→ Assignment
All lines below containing "paused" are to be listed.

→ Source material
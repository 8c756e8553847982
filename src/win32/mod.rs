//! Windows implementation of the shell boundary and the OS event sources.

pub mod events;
pub mod native;
pub mod start_menu;

use windows::Win32::System::Com::{CoInitializeEx, COINIT_APARTMENTTHREADED, COINIT_MULTITHREADED};

use crate::warn;

/// Multi-threaded apartment for the event thread, so the start menu sink
/// gets its callbacks without a dedicated pump.
pub fn init_com_multithreaded() {
    let hr = unsafe { CoInitializeEx(None, COINIT_MULTITHREADED) };
    if let Err(e) = hr.ok() {
        warn!("[COM] CoInitializeEx(MTA) failed: {e:?}");
    }
}

pub fn init_com_apartment() {
    let hr = unsafe { CoInitializeEx(None, COINIT_APARTMENTTHREADED) };
    if let Err(e) = hr.ok() {
        warn!("[COM] CoInitializeEx(STA) failed: {e:?}");
    }
}
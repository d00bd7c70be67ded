use eframe::egui::{self, Color32, RichText, Ui, Vec2};
use tangle_visualizer::tangle::VertexState;

use super::super::ViewModel;
use super::super::render_utils::{
    MILESTONE_COLOR, SEARCH_MATCH_COLOR, SELECTED_COLOR, TIP_STROKE_COLOR, state_color,
};

const MIN_VERTEX_LIMIT: usize = 100;
const MAX_VERTEX_LIMIT: usize = 20_000;
const MAX_SEARCH_ROWS: usize = 20;

impl ViewModel {
    pub(in crate::app) fn draw_controls(&mut self, ui: &mut Ui) {
        ui.heading("Session");
        ui.separator();
        ui.add_space(4.0);

        ui.horizontal_wrapped(|ui| {
            let pause_label = if self.paused { "Resume" } else { "Pause" };
            if ui
                .button(pause_label)
                .on_hover_text("Stop applying feed events; the feed keeps buffering.")
                .clicked()
            {
                self.paused = !self.paused;
            }
            if ui
                .button("Restart session")
                .on_hover_text("Clear the graph and counters, keep the current feed.")
                .clicked()
            {
                self.requests.restart_session = true;
            }
            if ui
                .add_enabled(self.feed_replayable, egui::Button::new("Replay feed"))
                .on_hover_text("Clear the graph and start the feed from the beginning.")
                .on_disabled_hover_text("Stdin cannot be read a second time.")
                .clicked()
            {
                self.requests.replay_feed = true;
            }
        });

        ui.separator();

        // Widen the range so a limit given on the command line is not clamped.
        let limit_range =
            MIN_VERTEX_LIMIT.min(self.vertex_limit)..=MAX_VERTEX_LIMIT.max(self.vertex_limit);
        let limit_slider = ui
            .add(
                egui::Slider::new(&mut self.vertex_limit, limit_range)
                    .logarithmic(true)
                    .text("Vertex limit"),
            )
            .on_hover_text("Oldest vertices are evicted once the graph grows past this.");
        if limit_slider.changed() {
            self.requests.vertex_limit = Some(self.vertex_limit);
        }

        ui.checkbox(&mut self.follow_newest, "Follow newest vertex");
        if ui.button("Reset view").clicked() {
            self.pan = Vec2::ZERO;
            self.zoom = 1.0;
            self.follow_newest = true;
        }

        ui.separator();
        ui.label("Search (vertex id)")
            .on_hover_text("Fuzzy-highlight matching vertices; click a result to select it.");
        ui.text_edit_singleline(&mut self.search);
        self.draw_search_results(ui);

        ui.separator();
        draw_legend(ui);
    }

    fn draw_search_results(&mut self, ui: &mut Ui) {
        let Some(matches) = self.search_matches() else {
            return;
        };
        if matches.ranked.is_empty() {
            ui.label("No vertices match.");
            return;
        }

        ui.small(format!("{} matching vertices", matches.ranked.len()));
        let mut clicked = None;
        egui::ScrollArea::vertical()
            .id_salt("search_results_scroll")
            .max_height(240.0)
            .auto_shrink([false, true])
            .show(ui, |ui| {
                for id in matches.ranked.iter().take(MAX_SEARCH_ROWS) {
                    let Some(node) = self.graph.get(id) else {
                        continue;
                    };
                    ui.horizontal(|ui| {
                        if ui.link(RichText::new(id.as_str()).monospace()).clicked() {
                            clicked = Some(id.as_str().to_owned());
                        }
                        ui.label(
                            RichText::new(node.snapshot.state.label())
                                .color(state_color(node.snapshot.state)),
                        );
                    });
                }
            });

        if let Some(id) = clicked {
            self.request_selection(Some(id));
        }
    }
}

fn draw_legend(ui: &mut Ui) {
    ui.label(RichText::new("Legend").strong());

    let swatch = |ui: &mut Ui, color: Color32, label: &str| {
        ui.horizontal(|ui| {
            let (rect, _) = ui.allocate_exact_size(Vec2::splat(12.0), egui::Sense::hover());
            ui.painter().circle_filled(rect.center(), 5.0, color);
            ui.label(label);
        });
    };
    for state in [
        VertexState::Unknown,
        VertexState::Unsolid,
        VertexState::Solid,
        VertexState::Confirmed,
        VertexState::Conflicting,
    ] {
        swatch(ui, state_color(state), state.label());
    }
    swatch(ui, MILESTONE_COLOR, "milestone");

    let ring = |ui: &mut Ui, color: Color32, label: &str| {
        ui.horizontal(|ui| {
            let (rect, _) = ui.allocate_exact_size(Vec2::splat(12.0), egui::Sense::hover());
            ui.painter()
                .circle_stroke(rect.center(), 5.0, egui::Stroke::new(1.6, color));
            ui.label(label);
        });
    };
    ring(ui, TIP_STROKE_COLOR, "tip");
    ring(ui, SELECTED_COLOR, "selected");
    ring(ui, SEARCH_MATCH_COLOR, "search match");
}
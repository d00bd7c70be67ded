use tangle_visualizer::tangle::{ShortId, VertexOp, VertexState};
use tangle_visualizer::util::stable_unit;

use super::{NodeSnapshot, RenderGraph, RenderNode};

pub(in crate::app) const COLUMN_SPACING: f32 = 5.0;
const SPAWN_JITTER: f32 = 90.0;
const STUB_LAG_COLUMNS: f32 = 3.0;
const FLASH_DECAY_PER_SEC: f32 = 0.8;

pub(in crate::app) fn column_x(admitted: u64) -> f32 {
    admitted as f32 * COLUMN_SPACING
}

impl RenderGraph {
    pub(in crate::app) fn apply_vertex(&mut self, snapshot: NodeSnapshot, op: VertexOp) {
        match op {
            VertexOp::Add => self.insert(snapshot),
            VertexOp::Update => match self.index_by_id.get(&snapshot.id) {
                Some(&index) => self.nodes[index].snapshot = snapshot,
                None => self.insert(snapshot),
            },
            VertexOp::Delete => self.remove(&snapshot.id),
        }
        self.revision = self.revision.wrapping_add(1);
    }

    pub(in crate::app) fn flash(&mut self, id: &ShortId) {
        if let Some(&index) = self.index_by_id.get(id) {
            self.nodes[index].flash = 1.0;
        }
    }

    /// Returns whether any flash is still visible.
    pub(in crate::app) fn fade_flashes(&mut self, delta_seconds: f32) -> bool {
        let mut active = false;
        for node in &mut self.nodes {
            if node.flash > 0.0 {
                node.flash = (node.flash - FLASH_DECAY_PER_SEC * delta_seconds).max(0.0);
                active |= node.flash > 0.0;
            }
        }
        active
    }

    fn insert(&mut self, snapshot: NodeSnapshot) {
        if let Some(&index) = self.index_by_id.get(&snapshot.id) {
            self.nodes[index].snapshot = snapshot;
            return;
        }

        // Stubs arrive after the child that names them; keep them to its left.
        let x = match (snapshot.state, self.newest_admitted) {
            (VertexState::Unknown, Some(newest)) => {
                column_x(newest) - COLUMN_SPACING * STUB_LAG_COLUMNS
            }
            _ => column_x(snapshot.admitted),
        };
        let y = self.spawn_height(&snapshot);

        self.newest_admitted = Some(
            self.newest_admitted
                .map_or(snapshot.admitted, |newest| newest.max(snapshot.admitted)),
        );
        self.index_by_id.insert(snapshot.id.clone(), self.nodes.len());
        self.nodes.push(RenderNode {
            snapshot,
            x,
            y,
            velocity: 0.0,
            flash: 0.0,
        });
    }

    fn spawn_height(&self, snapshot: &NodeSnapshot) -> f32 {
        let (sum, count) = snapshot
            .parents
            .iter()
            .filter_map(|parent| self.get(parent))
            .fold((0.0_f32, 0usize), |(sum, count), parent| (sum + parent.y, count + 1));
        let base = if count > 0 { sum / count as f32 } else { 0.0 };
        base + stable_unit(snapshot.id.as_str()) * SPAWN_JITTER
    }

    fn remove(&mut self, id: &ShortId) {
        let Some(index) = self.index_by_id.remove(id) else {
            return;
        };
        self.nodes.swap_remove(index);
        if let Some(moved) = self.nodes.get(index) {
            self.index_by_id.insert(moved.snapshot.id.clone(), index);
        }
    }
}
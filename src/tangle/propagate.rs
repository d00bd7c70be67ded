use std::collections::HashSet;

use super::store::VertexStore;
use super::vertex::{Flag, ShortId};

#[derive(Clone, Copy, Debug, PartialEq, Eq)]
pub enum Resolution {
    Confirmed,
    Conflicting,
}

impl Resolution {
    pub fn flag(self) -> Flag {
        match self {
            Self::Confirmed => Flag::Referenced,
            Self::Conflicting => Flag::Conflicting,
        }
    }
}

/// Walks the unresolved past cone of `root` and decides how each vertex in it
/// resolves.
///
/// The walk starts at `root`'s parents and never expands through a vertex
/// that is missing from the store or already referenced/conflicting, so its
/// cost is bounded by the unresolved frontier. Vertices in `excluded` resolve
/// as conflicting, everything else as confirmed. `root` itself is never part
/// of the result.
///
/// Only vertices that were unresolved when the walk started are visited, so
/// applying the result afterwards is equivalent to marking while walking.
pub fn resolve_ancestors<'a>(
    store: &'a VertexStore,
    root: &'a ShortId,
    excluded: &HashSet<ShortId>,
) -> Vec<(ShortId, Resolution)> {
    let Some(root_vertex) = store.get(root.as_str()) else {
        return Vec::new();
    };

    let mut worklist = root_vertex.parent_ids().iter().rev().collect::<Vec<_>>();
    let mut seen = HashSet::from([root]);
    let mut resolved = Vec::new();

    while let Some(id) = worklist.pop() {
        if !seen.insert(id) {
            continue;
        }

        let Some(vertex) = store.get(id.as_str()) else {
            continue;
        };
        if vertex.flags.is_resolved() {
            continue;
        }

        let resolution = if excluded.contains(id) {
            Resolution::Conflicting
        } else {
            Resolution::Confirmed
        };
        resolved.push((id.clone(), resolution));

        worklist.extend(vertex.parent_ids().iter().rev());
    }

    resolved
}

→ Result of the task
            let pause_label = if self.paused { "Resume" } else { "Pause" };
                self.paused = !self.paused;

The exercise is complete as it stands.